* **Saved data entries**
-----

//! Resource trait for panel entities.
//!
//! This module defines the [`PanelResource`] trait. Entities that implement
//! it gain `find()`, `all()`, `create()`, `delete()` and the update plumbing,
//! driven by the path table each resource declares.
//!
//! # Implementing a Resource
//!
//! 1. Define a plain record with serde derives
//! 2. Implement `PanelResource` with the resource's name and paths
//! 3. The trait provides default implementations for every operation
//!
//! An operation without a matching path fails with
//! [`ResourceError::PathResolutionFailed`] before any request is sent.
//!
//! # Example
//!
//! ```rust,ignore
//! use pterodactyl_api::rest::PanelResource;
//! use pterodactyl_api::rest::resources::Node;
//!
//! let page = Node::all(&client, None).await?;
//! for node in page.iter() {
//!     println!("{} ({})", node.name, node.fqdn);
//! }
//!
//! let node = Node::find(&client, 2).await?;
//! node.delete(&client).await?;
//! ```

use std::collections::HashMap;
use std::fmt::Display;

use serde::{de::DeserializeOwned, Serialize};
use serde_json::Value;

use crate::clients::{HttpResponse, RestClient};
use crate::rest::{
    build_path, get_path, resolve_page, to_object, EntityChanges, PaginationCursor,
    PendingUpdate, ResourceError, ResourceOperation, ResourcePath, ResourceResponse,
};

/// A panel entity that can be fetched, listed, created, updated and deleted.
///
/// # Associated Constants
///
/// - `NAME`: The singular resource name (e.g., "Server"), used in errors
/// - `PATHS`: Available paths for each supported operation
///
/// # Required Bounds
///
/// Entities are plain records: serializable, deserializable, cloneable, and
/// thread-safe.
#[allow(async_fn_in_trait)]
pub trait PanelResource: Serialize + DeserializeOwned + Clone + Send + Sync + Sized {
    /// The type of the entity's identifier.
    type Id: Display + Clone + Send + Sync;

    /// The singular name of the resource.
    const NAME: &'static str;

    /// Available paths for this resource.
    const PATHS: &'static [ResourcePath];

    /// Returns the entity's identifier.
    fn get_id(&self) -> Self::Id;

    /// Returns the pagination cursor attached by a list call.
    fn pagination(&self) -> Option<&PaginationCursor>;

    /// Attaches (or clears) the pagination cursor.
    fn attach_pagination(&mut self, cursor: Option<PaginationCursor>);

    /// IDs available for building this entity's own paths.
    ///
    /// Nested resources extend this with their parent's ID.
    fn path_ids(&self) -> HashMap<&'static str, String> {
        HashMap::from([("id", self.get_id().to_string())])
    }

    /// Builds an entity from a raw attribute bag.
    ///
    /// Missing optional fields stay `None`. Values are not validated.
    ///
    /// # Errors
    ///
    /// Returns [`ResourceError::Hydration`] if a required field is missing or
    /// has the wrong type.
    fn hydrate(raw: Value) -> Result<Self, ResourceError> {
        serde_json::from_value(raw).map_err(|e| ResourceError::Hydration {
            resource: Self::NAME,
            message: e.to_string(),
        })
    }

    /// Builds one page of entities, in the order the panel returned them.
    ///
    /// Every entity receives the same cursor.
    ///
    /// # Errors
    ///
    /// Returns [`ResourceError::Hydration`] if `raw` is not an array or any
    /// element fails to hydrate.
    fn hydrate_page(
        raw: Value,
        cursor: Option<PaginationCursor>,
    ) -> Result<Vec<Self>, ResourceError> {
        let Value::Array(items) = raw else {
            return Err(ResourceError::Hydration {
                resource: Self::NAME,
                message: format!("expected a list of attribute bags, got {raw}"),
            });
        };

        items
            .into_iter()
            .map(|item| {
                let mut entity = Self::hydrate(item)?;
                entity.attach_pagination(cursor);
                Ok(entity)
            })
            .collect()
    }

    /// Converts the entity back into an attribute bag.
    ///
    /// # Errors
    ///
    /// Returns [`ResourceError::Serialization`] if serialization fails.
    fn to_raw(&self) -> Result<Value, ResourceError> {
        serde_json::to_value(self).map_err(|e| ResourceError::Serialization {
            message: e.to_string(),
        })
    }

    /// Finds a single entity by ID.
    ///
    /// # Errors
    ///
    /// Returns [`ResourceError::NotFound`] if the entity doesn't exist.
    /// Returns [`ResourceError::PathResolutionFailed`] if the resource can
    /// only be found through a parent.
    async fn find(client: &RestClient, id: Self::Id) -> Result<ResourceResponse<Self>, ResourceError> {
        let ids = HashMap::from([("id", id.to_string())]);
        fetch_one(client, ResourceOperation::Find, &ids, &id.to_string()).await
    }

    /// Finds a single entity nested under a parent.
    ///
    /// # Errors
    ///
    /// Returns [`ResourceError::NotFound`] if the entity doesn't exist.
    async fn find_with_parent<P: Display + Send>(
        client: &RestClient,
        parent_name: &'static str,
        parent_id: P,
        id: Self::Id,
    ) -> Result<ResourceResponse<Self>, ResourceError> {
        let ids = HashMap::from([("id", id.to_string()), (parent_name, parent_id.to_string())]);
        fetch_one(client, ResourceOperation::Find, &ids, &id.to_string()).await
    }

    /// Finds a single entity by the external ID assigned by another system.
    ///
    /// # Errors
    ///
    /// Returns [`ResourceError::NotFound`] if no entity carries the ID.
    /// Returns [`ResourceError::PathResolutionFailed`] if the resource has no
    /// external IDs.
    async fn find_by_external_id(
        client: &RestClient,
        external_id: &str,
    ) -> Result<ResourceResponse<Self>, ResourceError> {
        let ids = HashMap::from([("external_id", external_id.to_string())]);
        fetch_one(client, ResourceOperation::FindByExternalId, &ids, external_id).await
    }

    /// Lists one page of entities.
    ///
    /// `None` and `Some(0)` request page 1 (see [`resolve_page`]).
    ///
    /// # Errors
    ///
    /// Returns [`ResourceError::PathResolutionFailed`] if the resource can
    /// only be listed through a parent.
    async fn all(
        client: &RestClient,
        page: Option<u32>,
    ) -> Result<ResourceResponse<Vec<Self>>, ResourceError> {
        fetch_page(client, &HashMap::new(), page).await
    }

    /// Lists one page of entities nested under a parent.
    ///
    /// # Errors
    ///
    /// Returns [`ResourceError::PathResolutionFailed`] if no path nests the
    /// resource under `parent_name`.
    async fn all_with_parent<P: Display + Send>(
        client: &RestClient,
        parent_name: &'static str,
        parent_id: P,
        page: Option<u32>,
    ) -> Result<ResourceResponse<Vec<Self>>, ResourceError> {
        let ids = HashMap::from([(parent_name, parent_id.to_string())]);
        fetch_page(client, &ids, page).await
    }

    /// Creates an entity from a set of creation options.
    ///
    /// # Errors
    ///
    /// Returns [`ResourceError::ValidationFailed`] if the panel rejects the
    /// options (422).
    async fn create<B: Serialize + Sync>(
        client: &RestClient,
        options: &B,
    ) -> Result<ResourceResponse<Self>, ResourceError> {
        post_create(client, &HashMap::new(), options).await
    }

    /// Creates an entity nested under a parent.
    ///
    /// # Errors
    ///
    /// Returns [`ResourceError::ValidationFailed`] if the panel rejects the
    /// options (422).
    async fn create_with_parent<P: Display + Send, B: Serialize + Sync>(
        client: &RestClient,
        parent_name: &'static str,
        parent_id: P,
        options: &B,
    ) -> Result<ResourceResponse<Self>, ResourceError> {
        let ids = HashMap::from([(parent_name, parent_id.to_string())]);
        post_create(client, &ids, options).await
    }

    /// Deletes the entity.
    ///
    /// # Errors
    ///
    /// Returns [`ResourceError::NotFound`] if the entity doesn't exist.
    /// Returns [`ResourceError::PathResolutionFailed`] if the resource can't
    /// be deleted or a parent ID is unknown.
    async fn delete(&self, client: &RestClient) -> Result<(), ResourceError> {
        remove(self, client, self.path_ids()).await
    }

    /// Deletes the entity through an explicitly given parent.
    ///
    /// # Errors
    ///
    /// Returns [`ResourceError::NotFound`] if the entity doesn't exist.
    async fn delete_with_parent<P: Display + Send>(
        &self,
        client: &RestClient,
        parent_name: &'static str,
        parent_id: P,
    ) -> Result<(), ResourceError> {
        let mut ids = self.path_ids();
        ids.insert(parent_name, parent_id.to_string());
        remove(self, client, ids).await
    }

    /// Prepares a partial update against the resource's update path.
    ///
    /// # Errors
    ///
    /// Returns [`ResourceError::PathResolutionFailed`] if the resource can't
    /// be updated, or [`ResourceError::Serialization`] if the body can't be
    /// built.
    fn prepare_update<'c, B, C>(
        &self,
        client: &'c RestClient,
        base: &B,
        changes: &C,
    ) -> Result<PendingUpdate<'c, Self>, ResourceError>
    where
        B: Serialize + ?Sized,
        C: EntityChanges<Self>,
    {
        let path = resolve_path::<Self>(ResourceOperation::Update, &self.path_ids())?;
        PendingUpdate::prepare(client, path, self, base, changes)
    }
}

/// Marker trait for resources that only support read operations.
///
/// Read-only resources declare only Find and All paths.
pub trait ReadOnlyResource: PanelResource {}

/// Resolves and builds the path of `operation` for the given IDs.
pub(crate) fn resolve_path<T: PanelResource>(
    operation: ResourceOperation,
    ids: &HashMap<&str, String>,
) -> Result<String, ResourceError> {
    let available_ids: Vec<&str> = ids.keys().copied().collect();
    let path = get_path(T::PATHS, operation, &available_ids).ok_or(
        ResourceError::PathResolutionFailed {
            resource: T::NAME,
            operation: operation.as_str(),
        },
    )?;

    Ok(build_path(path.template, ids))
}

/// Hydrates a single-entity response.
pub(crate) fn single_response<T: PanelResource>(
    response: HttpResponse,
) -> Result<ResourceResponse<T>, ResourceError> {
    let request_id = response.request_id().map(ToString::to_string);
    let entity = T::hydrate(response.data)?;
    Ok(ResourceResponse::new(entity, None, request_id))
}

/// Hydrates a list response, attaching its cursor to every entity.
pub(crate) fn page_response<T: PanelResource>(
    response: HttpResponse,
) -> Result<ResourceResponse<Vec<T>>, ResourceError> {
    let request_id = response.request_id().map(ToString::to_string);
    let cursor = response.pagination.map(PaginationCursor::from);
    let entities = T::hydrate_page(response.data, cursor)?;
    Ok(ResourceResponse::new(entities, cursor, request_id))
}

/// Builds the `?page=N` query for a listing call.
pub(crate) fn page_query(page: Option<u32>) -> HashMap<String, String> {
    HashMap::from([("page".to_string(), resolve_page(page).to_string())])
}

async fn fetch_one<T: PanelResource>(
    client: &RestClient,
    operation: ResourceOperation,
    ids: &HashMap<&str, String>,
    id: &str,
) -> Result<ResourceResponse<T>, ResourceError> {
    let path = resolve_path::<T>(operation, ids)?;

    let response = client
        .get(&path, None)
        .await
        .map_err(|e| ResourceError::from_rest_error(e, T::NAME, Some(id)))?;

    single_response(response)
}

async fn fetch_page<T: PanelResource>(
    client: &RestClient,
    ids: &HashMap<&str, String>,
    page: Option<u32>,
) -> Result<ResourceResponse<Vec<T>>, ResourceError> {
    let path = resolve_path::<T>(ResourceOperation::All, ids)?;

    let response = client
        .get(&path, Some(page_query(page)))
        .await
        .map_err(|e| ResourceError::from_rest_error(e, T::NAME, None))?;

    page_response(response)
}

async fn post_create<T: PanelResource, B: Serialize + Sync>(
    client: &RestClient,
    ids: &HashMap<&str, String>,
    options: &B,
) -> Result<ResourceResponse<T>, ResourceError> {
    let path = resolve_path::<T>(ResourceOperation::Create, ids)?;
    let body = Value::Object(to_object(options)?);

    let response = client
        .post(&path, Some(body), false)
        .await
        .map_err(|e| ResourceError::from_rest_error(e, T::NAME, None))?;

    single_response(response)
}

async fn remove<T: PanelResource>(
    entity: &T,
    client: &RestClient,
    ids: HashMap<&'static str, String>,
) -> Result<(), ResourceError> {
    let path = resolve_path::<T>(ResourceOperation::Delete, &ids)?;
    let id = entity.get_id().to_string();

    client
        .delete(&path)
        .await
        .map_err(|e| ResourceError::from_rest_error(e, T::NAME, Some(&id)))?;

    Ok(())
}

-----

* **REQUIRED WORK**
Each line in the data that holds the string "through" should be found and copied.

* **ANSWER SECTION**
    /// only be found through a parent.
    /// only be listed through a parent.
    /// Deletes the entity through an explicitly given parent.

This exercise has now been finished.